The Connection Devotional - Week of January 9

January 9, 2015
Why Do You Do What You Do?
By Skip Heitzig

You can go into any bookstore and find shelves stacked with motivational books. There are seminars and research studies on motivation. Whether motivation comes through money, prizes, other external rewards, or just the reward of a job well done, we want to motivate people to do the right thing.

But what is it that motivated guys like Paul the apostle? Just think for a moment what he went through...traveling long distances, suffering heat, cold, and fatigue, enduring shipwreck and beatings and antagonism and jail over and over again. What motivated him to do that? What motivated any of the men who gave their lives in service to God?

Second Corinthians 5:9-11 tells us: "Therefore we make it our aim, whether present or absent, to be well pleasing to Him. For we must all appear before the judgment seat of Christ, that each one may receive the things done in the body, according to what he has done, whether good or bad. Knowing, therefore, the terror of the Lord, we persuade men."

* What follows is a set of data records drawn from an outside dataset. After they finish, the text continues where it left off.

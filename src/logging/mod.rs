//! Structured application logging
//!
//! Provides an application/security logger that emits one JSON record per
//! call through the `tracing` pipeline. Tags and labels configured at
//! construction time are appended to every record, so a process-wide logger
//! can be built once and shared.
//!
//! # Example
//!
//! ```
//! use ioc_enrichr::logging::{AppLogger, Fields};
//! use std::collections::HashMap;
//!
//! let logger = AppLogger::new(
//!     vec!["enrichment".to_string()],
//!     HashMap::from([("environment".to_string(), "prod".to_string())]),
//! );
//!
//! let mut fields = Fields::new();
//! fields.insert(
//!     "operationDetails".to_string(),
//!     HashMap::from([("operationType".to_string(), "services.get".to_string())]),
//! );
//! logger.info("lookup completed", fields);
//! ```

use std::collections::HashMap;

/// Log record fields: a collection of named sections, each a map of
/// key/value pairs.
pub type Fields = HashMap<String, HashMap<String, String>>;

/// Severity of a single log record.
#[derive(Debug, Clone, Copy, PartialEq, Eq)]
enum LogLevel {
    Debug,
    Info,
    Warn,
    Error,
}

/// Application logger with fixed tags and labels.
///
/// Cloning is cheap enough to hand a copy to every span; all clones emit to
/// the same process-wide `tracing` subscriber.
#[derive(Debug, Clone, Default)]
pub struct AppLogger {
    /// Tags applied to every log record
    tags: Vec<String>,
    /// Labels applied to every log record
    labels: HashMap<String, String>,
}

impl AppLogger {
    /// Create a new logger with the provided tags and labels that will be
    /// applied to each record.
    pub fn new(tags: Vec<String>, labels: HashMap<String, String>) -> Self {
        Self { tags, labels }
    }

    /// Log at debug level.
    pub fn debug(&self, msg: &str, fields: Fields) {
        self.emit(LogLevel::Debug, msg, &fields, &[]);
    }

    /// Log at info level.
    pub fn info(&self, msg: &str, fields: Fields) {
        self.emit(LogLevel::Info, msg, &fields, &[]);
    }

    /// Log at info level, tagged as a security event.
    pub fn security_info(&self, msg: &str, fields: Fields) {
        self.emit(LogLevel::Info, msg, &fields, &["security".to_string()]);
    }

    /// Log at warn level.
    pub fn warn(&self, msg: &str, fields: Fields) {
        self.emit(LogLevel::Warn, msg, &fields, &[]);
    }

    /// Log at error level.
    pub fn error(&self, msg: &str, fields: Fields) {
        self.emit(LogLevel::Error, msg, &fields, &[]);
    }

    /// Log at error level, then terminate the process.
    pub fn fatal(&self, msg: &str, fields: Fields) -> ! {
        self.emit(LogLevel::Error, msg, &fields, &["fatal".to_string()]);
        std::process::exit(1);
    }

    /// Build the serialized tag list and label map for one record,
    /// combining the logger defaults with any per-record additions.
    fn build_record(
        &self,
        fields: &Fields,
        extra_tags: &[String],
    ) -> (serde_json::Value, serde_json::Value, serde_json::Value) {
        let mut tags = self.tags.clone();
        tags.extend_from_slice(extra_tags);

        let tags = serde_json::json!(tags);
        let labels = serde_json::json!(self.labels);
        let fields = serde_json::json!(fields);

        (tags, labels, fields)
    }

    fn emit(&self, level: LogLevel, msg: &str, fields: &Fields, extra_tags: &[String]) {
        let (tags, labels, fields) = self.build_record(fields, extra_tags);

        match level {
            LogLevel::Debug => {
                tracing::debug!(tags = %tags, labels = %labels, fields = %fields, "{}", msg)
            }
            LogLevel::Info => {
                tracing::info!(tags = %tags, labels = %labels, fields = %fields, "{}", msg)
            }
            LogLevel::Warn => {
                tracing::warn!(tags = %tags, labels = %labels, fields = %fields, "{}", msg)
            }
            LogLevel::Error => {
                tracing::error!(tags = %tags, labels = %labels, fields = %fields, "{}", msg)
            }
        }
    }
}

These verses give the threefold incentive that drove Paul the apostle. First, he had a Godward ambition. Verse 9 gives Paul's stated goal for his life: "To be well pleasing to Him." He said, "For to me, to live is Christ, and to die is gain" (Philippians 1:21). I believe this is very rare today, even among most Christians. Paul said, "For all seek their own, not the things which are of Christ Jesus" (Philippians 2:21).

Do you know why you were made, why you are here on this earth? It's simple: to please God. The anthem that will be sung in heaven is, "For thou hast created all things, and for thy pleasure they are and were created" (Revelation 4:11, KJV). The truth is, the more you do as you please, the less you will be pleased with what you do. But the more you live to please God, the more you will be pleased with your life.

Second, Paul had a heavenward motivation. What made him this way? In 2 Corinthians 5:1-8, he talked all about the future glory and also the future judgment, which he called here the judgment seat of Christ. You will be there, if you're a Christian.

The phrase "the judgment seat of Christ" means that in heaven, we will be given rewards based upon what we do in this life for Christ. Now, don't misunderstand: you don't get into heaven through works, but by faith in the finished work of Jesus Christ. However, you will get rewarded in heaven based upon your works done for Him on the earth. The judgment seat of Christ is a final assessment of what Christians do from the time they're saved to the time they get to heaven. And our lives should be motivated by that.

Finally, Paul had an earthward occupation. The truth is that everyone will stand before God at some point. It's going to be so awesome for us, but it's going to be an absolute terror to others who don't know Christ. And that should motivate us to persuade as many unbelievers as possible to be right with God. Christian, when you die, you're going directly to heaven. But until that day comes, you have a task, and that is to persuade people.

Paul's ambition, his motivation, and his occupation should be ours as well. We need to filter all of our hobbies, our interests, our passions, and our ambitions through the grid of, "Am I living to please Christ?" As C.T. Studd said, "Only one life, 'twill soon be past, only what's done for Christ will last."